In the Old Testament, the word yoke is most often used in a literal sense regarding animals yoked together for the purpose of work, and in the New Testament most often it is used as an analogy referring to humans being yoked together. It’s talking about being yoked together as believers, yoked together in marriage, or yoked together with Christ. Up until a few years ago, I had never really witnessed a yoke in action, so while I knew what a yoke was, I didn’t understand all that this analogy implied.
One day a friend invited my husband and me to go on an all-day trail ride with him in his old 1800 Studebaker wagon with wooden wheels and canvas canopy. We thought this sounded like a great adventure, so we agreed. Our friend had two mules that would serve as our “engine” for the day: Ida and Eula.
Eula was an old, well-trained mule that could do her job practically without any verbal commands. Ida, on the other hand, was a young, flighty, energetic mule who really wasn’t interested in being placed in a yoke to work all day.
As we began our journey, it didn’t take long to figure out that our friend was going to spend most of the day calling Ida down to try and get her to pull her part of the load. She was non-stop fighting the yoke and wanting to go a different direction. This went on for probably three quarters of the day.
If you understand anything about horses and mules, you know that they typically become more compliant as they become more tired. So three quarters of the way into this trail ride, Ida had finally become tired and settled into the yoke. Eula, who had been pulling the entire load on her own the whole time, was obviously relieved. But as the yoke loosened around her body, it revealed open wounds across her hind quarters where the yoke had been pulled tight by the rebellious struggling of her counterpart.
As I watched this entire scenario play out, I was in awe of what an incredible picture this is of us being yoked together with Christ and how he bore the wounds for our rebellion. Matthew 11:28-30 says, “Come to me all you who labor and are heavy laden and I will give you rest. Take my yoke upon you and learn of me, for I am meek and lowly, and you will find rest for your soul. For my yoke is easy and my burden is light”.

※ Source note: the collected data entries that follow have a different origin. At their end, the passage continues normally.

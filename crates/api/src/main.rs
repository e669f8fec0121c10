use anyhow::Context;

use offerbook_infra::Config;

#[tokio::main]
async fn main() -> anyhow::Result<()> {
    offerbook_observability::init();

    let config = Config::from_env()?;
    let app = offerbook_api::app::build_app(&config).await?;

    let listener = tokio::net::TcpListener::bind(&config.bind_addr)
        .await
        .with_context(|| format!("failed to bind {}", config.bind_addr))?;

    tracing::info!("listening on {}", listener.local_addr()?);

    axum::serve(listener, app)
        .with_graceful_shutdown(shutdown_signal())
        .await?;

    tracing::info!("server stopped");
    Ok(())
}

async fn shutdown_signal() {
    if let Err(e) = tokio::signal::ctrl_c().await {
        tracing::error!(error = %e, "failed to listen for shutdown signal");
        std::future::pending::<()>().await;
    }
    tracing::info!("shutdown signal received");
}
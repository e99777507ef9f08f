pub mod http;
pub mod local;

use async_trait::async_trait;
use std::sync::Arc;

use common::JobDescription;

pub use http::HttpEngine;
pub use local::LocalEngine;

/// Motor de ejecución distribuido (externo). El collector sólo manda
/// la descripción y espera una única señal de fin.
#[async_trait]
pub trait ExecutionEngine: Send + Sync {
    /// Resuelve una sola vez, cuando el job terminó (Ok) o falló (Err).
    async fn submit(&self, job: &JobDescription) -> anyhow::Result<()>;
}

#[async_trait]
impl<E> ExecutionEngine for Arc<E>
where
    E: ExecutionEngine + ?Sized,
{
    async fn submit(&self, job: &JobDescription) -> anyhow::Result<()> {
        (**self).submit(job).await
    }
}
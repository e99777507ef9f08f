use std::{io, path::PathBuf};
use thiserror::Error;

use common::{ConfigError, DescriptorError};

/// Errores que impiden mandar un job. Los fallos del engine no están acá:
/// llegan como `Outcome::Failed`.
#[derive(Debug, Error)]
pub enum SubmitError {
    #[error(transparent)]
    Config(#[from] ConfigError),
    #[error("no se pudo crear el runtime para esperar el job: {0}")]
    Runtime(#[source] io::Error),
}

#[derive(Debug, Error)]
pub enum CollectError {
    #[error("no se pudo listar {}: {source}", .path.display())]
    Listing {
        path: PathBuf,
        #[source]
        source: io::Error,
    },
    #[error("error leyendo shard {}: {source}", .path.display())]
    Read {
        path: PathBuf,
        #[source]
        source: io::Error,
    },
    #[error("no quedan pares en la secuencia")]
    EndOfSequence,
}

impl CollectError {
    pub fn is_end_of_sequence(&self) -> bool {
        matches!(self, CollectError::EndOfSequence)
    }
}

/// Errores de la ejecución completa: job + recolección de side-effects.
#[derive(Debug, Error)]
pub enum PipelineError {
    #[error(transparent)]
    Descriptor(#[from] DescriptorError),
    #[error(transparent)]
    Submit(#[from] SubmitError),
    #[error("el job {key} falló: {cause:#}")]
    JobFailed { key: String, cause: anyhow::Error },
    #[error(transparent)]
    Collect(#[from] CollectError),
}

Because Jesus is the faithful, strong, and loyal one, we can trust that when we join him as followers in the work of God’s kingdom our burden will not be too heavy and that when we falter, he’ll bear the wounds for us. When we are tired, Jesus will carry the load and give us rest. Ida and Eula’s example also reminds us that it is actually much more tiring to fight against the yoke than it is settle into the yoke and share the load with Christ.
The passage from Matthew lets us see that Christ is also our example to follow. He said, “take my yoke upon you and learn of me”. Our relationship with Christ is not an enabling relationship where Christ pays the price for our rebellion so that we can just continue in our bad choices. He is there walking beside us as our example of how to live in the kingdom of God and when we follow that example it’s a much easier and less exhausting path.
One more thing I would like for you take from my visual on being yoked: I mentioned previously that Scripture mentions not only being yoked together with Christ but with one another in marriage or within the body of Christ. When we are yoked together in marriage, that relationship is meant to be a reflection of the relationship between Christ and the believer. This means that there will likely be a time in your marriage that one of you will not bear your part of the load, which could be due to either the inability to do so or to physical or spiritual weakness. When this happens, we must be willing to do the extra work and bear the wounds caused by taking on your spouse’s burden until he or she is able to do their part again.
This is true in our relationship with other believers as well. John 13:36 says that others will identify us as followers of Christ by the love that we have for one another. If we are reflecting the love of Christ, his love is one of sacrifice; it is not an enabling love but a willingness to be merciful to others when they do not or cannot pull their load. This also means forgiving and accepting them when they return to their place in the yoke.